Causal inference in network experiments: regression-based analysis and design-based properties
作者:
时间:2023-12-22
阅读量:393次
  • 演讲人: 高梦思(加州大学伯克利分校)
  • 时间:2024年1月5日星期五14:00
  • 地点:浙江大学紫金港校区行政楼1417报告厅
  • 主办单位:浙江大学数据科学研究中心

摘要:Investigating interference or spillover effects among units is a central task in many social science problems. Network experiments are powerful tools for this task, which avoids endogeneity by randomly assigning treatments to units over networks. However, it is non-trivial to analyze network experiments properly without imposing strong modeling assumptions. Previously, many researchers have proposed sophisticated point estimators and standard errors for causal effects under network experiments. We further show that regression-based point estimators and standard errors can have strong theoretical guarantees if the regression functions and robust standard errors are carefully specified to accommodate the interference patterns under network experiments. We first recall a well-known result that the Hajek estimator is numerically identical to the coefficient from the weighted-least-squares fit based on the inverse probability of the exposure mapping. Moreover, we demonstrate that the regression-based approach offers three notable advantages: its ease of implementation, the ability to derive standard errors through the same weighted-least-squares fit, and the capacity to integrate covariates into the analysis, thereby enhancing estimation efficiency.

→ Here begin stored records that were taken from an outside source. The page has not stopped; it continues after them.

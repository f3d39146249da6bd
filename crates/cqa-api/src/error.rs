//! API error types.

use axum::http::StatusCode;
use axum::response::{IntoResponse, Response};
use axum::Json;
use cqa_scorer::FrameReadError;
use serde::Serialize;
use thiserror::Error;

use crate::upload::UploadError;

pub type ApiResult<T> = Result<T, ApiError>;

#[derive(Debug, Error)]
pub enum ApiError {
    #[error("Too many frames: at most {limit} can be analyzed per request")]
    TooManyFrames { limit: usize },

    #[error("Failed to read frame {index}: {message}")]
    Upload {
        index: usize,
        status: StatusCode,
        message: String,
    },
}

impl ApiError {
    pub fn status_code(&self) -> StatusCode {
        match self {
            ApiError::TooManyFrames { .. } => StatusCode::BAD_REQUEST,
            ApiError::Upload { status, .. } => *status,
        }
    }
}

impl From<FrameReadError<UploadError>> for ApiError {
    fn from(err: FrameReadError<UploadError>) -> Self {
        match err.source {
            UploadError::TooManyFrames { limit } => ApiError::TooManyFrames { limit },
            UploadError::Multipart(e) => ApiError::Upload {
                index: err.index,
                status: e.status(),
                message: e.body_text(),
            },
        }
    }
}

#[derive(Serialize)]
struct ErrorResponse {
    detail: String,
}

impl IntoResponse for ApiError {
    fn into_response(self) -> Response {
        let status = self.status_code();
        let detail = self.to_string();

        (status, Json(ErrorResponse { detail })).into_response()
    }
}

Furthermore, we analyze the asymptotic bias of the regression-based network-robust standard errors. Recognizing that the covariance estimator can be anti-conservative, we propose an adjusted covariance estimator to improve the empirical coverage rates. Although we focus on regression-based point estimators and standard errors, our theory holds under the design-based framework, which assumes that the randomness comes solely from the design of network experiments and allows for arbitrary misspecification of the regression models.


报告人简介:Mengsi Gao is a 5th-year Ph.D. student in Berkeley Economics, advised by Bryan Graham and Peng Ding. Her research focuses on econometrics, especially causal inference and network. Before Berkeley, Mengsi received her B.A. (Economics) from Zhejiang University and M.A. (Economics) from Duke University.